▸ **Task objective**
Only the number is wanted: tally the lines below that contain the word "VerifyEmailArgs".
+++ Supplied material
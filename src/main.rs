use clap::{Args, Parser, Subcommand};
use std::path::PathBuf;

mod cli;
mod ui;
mod version;

use cli::CliHandler;
use version::CURRENT_VERSION;

#[derive(Parser)]
#[command(
    name = "laptophub",
    about = "Browse LaptopHub listings and manage your account",
    long_about = "LaptopHub - Laptop marketplace client

OVERVIEW:
  Browse laptops posted by Telegram seller channels, leave reviews and
  manage your LaptopHub account from the terminal.

QUICK START:
  laptophub laptops --query thinkpad     # Search listings
  laptophub laptop <UUID>                # Listing details, reviews and similar items
  laptophub channels                     # Seller channels
  laptophub login                        # Sign in (the session is remembered)
  laptophub review add <UUID> --rating 5 # Review a listing
  laptophub status                       # Show the current session

CONFIGURATION:
  Settings are read from the config file (see --config) and from
  LAPTOPHUB_* environment variables, e.g. LAPTOPHUB_BASE_URL.",
    version = CURRENT_VERSION,
    arg_required_else_help = true
)]
pub struct Cli {
    #[command(subcommand)]
    pub command: Commands,

    #[arg(short, long, global = true)]
    pub verbose: bool,

    /// Config file (defaults to the user config directory)
    #[arg(long, global = true)]
    pub config: Option<PathBuf>,
}

#[derive(Subcommand)]
pub enum Commands {
    /// List laptops, newest first
    #[command(aliases = &["ls"])]
    Laptops(LaptopsArgs),

    /// Show one laptop listing
    Laptop(LaptopArgs),

    /// List seller channels
    Channels(PageArgs),

    /// Show a channel and its listings
    Channel(ChannelArgs),

    /// Create an account
    Register(RegisterArgs),

    /// Sign in with email and password
    Login(LoginArgs),

    /// Sign out and forget the stored session
    Logout,

    /// Show the current session
    #[command(aliases = &["st"])]
    Status,

    /// Show or edit your profile
    Profile(ProfileArgs),

    /// Change or reset your password
    Password(PasswordArgs),

    /// Confirm an email address with the link parameters
    VerifyEmail(VerifyEmailArgs),

    /// Send the verification email again
    ResendVerification,

    /// Permanently delete your account
    DeleteAccount(DeleteAccountArgs),

    /// Write and manage reviews
    Review(ReviewArgs),
}

#[derive(Args)]
pub struct PageArgs {
    #[arg(short, long, default_value_t = 1)]
    pub page: u32,
}

#[derive(Args)]
pub struct LaptopsArgs {
    #[arg(short, long, default_value_t = 1)]
    pub page: u32,

    /// Free-text search
    #[arg(short, long)]
    pub query: Option<String>,
}

#[derive(Args)]
pub struct LaptopArgs {
    pub uuid: String,
}

#[derive(Args)]
pub struct ChannelArgs {
    #[arg(allow_negative_numbers = true)]
    pub channel_id: i64,

    #[arg(short, long, default_value_t = 1)]
    pub page: u32,
}

#[derive(Args)]
pub struct RegisterArgs {
    #[arg(long)]
    pub email: Option<String>,

    #[arg(long)]
    pub first_name: Option<String>,

    #[arg(long)]
    pub last_name: Option<String>,

    #[arg(long)]
    pub phone: Option<String>,
}

#[derive(Args)]
pub struct LoginArgs {
    #[arg(long)]
    pub email: Option<String>,

    /// Prompted for when omitted
    #[arg(long)]
    pub password: Option<String>,
}

#[derive(Args)]
pub struct ProfileArgs {
    #[command(subcommand)]
    pub command: ProfileCommand,
}

#[derive(Subcommand)]
pub enum ProfileCommand {
    Show,
    Update(ProfileUpdateArgs),
}

#[derive(Args)]
pub struct ProfileUpdateArgs {
    #[arg(long)]
    pub first_name: Option<String>,

    #[arg(long)]
    pub last_name: Option<String>,

    #[arg(long)]
    pub phone: Option<String>,

    #[arg(long)]
    pub bio: Option<String>,

    /// Image file to upload as the profile picture
    #[arg(long)]
    pub avatar: Option<PathBuf>,
}

#[derive(Args)]
pub struct PasswordArgs {
    #[command(subcommand)]
    pub command: PasswordCommand,
}

#[derive(Subcommand)]
pub enum PasswordCommand {
    /// Change the password of the signed-in account
    Change,

    /// Email a password reset link
    ResetRequest {
        #[arg(long)]
        email: Option<String>,
    },

    /// Set a new password with the reset link parameters
    ResetConfirm { uid: String, token: String },
}

#[derive(Args)]
pub struct VerifyEmailArgs {
    pub uid: String,
    pub token: String,
}

#[derive(Args)]
pub struct DeleteAccountArgs {
    /// Skip the confirmation prompt
    #[arg(short, long)]
    pub yes: bool,
}

#[derive(Args)]
pub struct ReviewArgs {
    #[command(subcommand)]
    pub command: ReviewCommand,
}

#[derive(Subcommand)]
pub enum ReviewCommand {
    /// Review a listing
    Add {
        uuid: String,
        #[arg(short, long)]
        rating: i32,
        #[arg(short, long)]
        comment: Option<String>,
    },

    /// Delete a review by id
    Delete { review_id: u64 },

    /// Show your review of a listing
    Mine { uuid: String },

    /// Edit your review of a listing
    UpdateMine {
        uuid: String,
        #[arg(short, long)]
        rating: Option<i32>,
        #[arg(short, long)]
        comment: Option<String>,
    },

    /// Delete your review of a listing
    DeleteMine { uuid: String },
}

#[tokio::main]
async fn main() {
    let cli = Cli::parse();

    let log_level = if cli.verbose { "debug" } else { "info" };
    let subscriber = tracing_subscriber::fmt()
        .with_env_filter(format!("laptophub={}", log_level))
        .with_writer(std::io::stderr);
    subscriber.init();

    let handler = match CliHandler::new(cli.config) {
        Ok(handler) => handler,
        Err(e) => {
            eprintln!("Error: {}", e);
            std::process::exit(1);
        }
    };

    let result = handler.execute(cli.command).await;
    handler.shutdown();

    if let Err(e) = result {
        handler.report(&e);
        std::process::exit(1);
    }
}
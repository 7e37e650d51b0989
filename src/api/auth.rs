//! Account and token endpoints
//!
//! Each body is validated locally before it is sent. Server-side failures
//! come back as the first field message of the response body.

use laptophub_protocol::{
    ChangePasswordRequest, LoginRequest, PasswordResetConfirm, PasswordResetRequest,
    RegisterRequest, RegisterResponse, TokenPair, VerifyEmailRequest,
};
use validator::Validate;

use crate::client::{require_token, ApiClient, Failure};
use crate::error::Result;
use crate::transport::{ApiRequest, Transport};

/// `auth.*`
#[derive(Debug)]
pub struct AuthApi<'a, T: Transport> {
    client: &'a ApiClient<T>,
}

impl<T: Transport> ApiClient<T> {
    pub fn auth(&self) -> AuthApi<'_, T> {
        AuthApi { client: self }
    }
}

impl<'a, T: Transport> AuthApi<'a, T> {
    /// POST /auth/register/
    ///
    /// Creates the account without signing in. An empty success body
    /// echoes back the submitted names and email.
    pub async fn register(&self, data: &RegisterRequest) -> Result<RegisterResponse> {
        data.validate()?;
        let request = ApiRequest::post("/auth/register/").json(data)?;
        let registered = self.client.execute(request, Failure::Normalized).await?;
        Ok(registered.unwrap_or_else(|| RegisterResponse {
            email: data.email.clone(),
            first_name: Some(data.first_name.clone()),
            last_name: Some(data.last_name.clone()),
        }))
    }

    /// POST /token/
    pub async fn login(&self, email: &str, password: &str) -> Result<TokenPair> {
        let credentials = LoginRequest {
            email: email.to_string(),
            password: password.to_string(),
        };
        credentials.validate()?;
        let request = ApiRequest::post("/token/").json(&credentials)?;
        self.client.fetch(request, Failure::Normalized).await
    }

    /// POST /auth/password/change/ (bearer)
    pub async fn change_password(&self, token: &str, data: &ChangePasswordRequest) -> Result<()> {
        let token = require_token(token)?;
        data.validate()?;
        let request = ApiRequest::post("/auth/password/change/")
            .bearer(token)
            .json(data)?;
        self.client.perform(request, Failure::Normalized).await
    }

    /// POST /auth/password/reset/request/
    pub async fn request_password_reset(&self, email: &str) -> Result<()> {
        let data = PasswordResetRequest {
            email: email.trim().to_string(),
        };
        data.validate()?;
        let request = ApiRequest::post("/auth/password/reset/request/").json(&data)?;
        self.client.perform(request, Failure::Normalized).await
    }

    /// POST /auth/password/reset/confirm/
    pub async fn confirm_password_reset(&self, data: &PasswordResetConfirm) -> Result<()> {
        data.validate()?;
        let request = ApiRequest::post("/auth/password/reset/confirm/").json(data)?;
        self.client.perform(request, Failure::Normalized).await
    }

    /// POST /auth/email/verify/
    pub async fn verify_email(&self, uid: &str, token: &str) -> Result<()> {
        let data = VerifyEmailRequest {
            uid: uid.trim().to_string(),
            token: token.trim().to_string(),
        };
        data.validate()?;
        let request = ApiRequest::post("/auth/email/verify/").json(&data)?;
        self.client.perform(request, Failure::Normalized).await
    }

    /// POST /auth/email/resend/ (bearer)
    pub async fn resend_verification(&self, token: &str) -> Result<()> {
        let token = require_token(token)?;
        let request = ApiRequest::post("/auth/email/resend/").bearer(token);
        self.client.perform(request, Failure::Normalized).await
    }
}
++++++
▸ **Exercise output**
2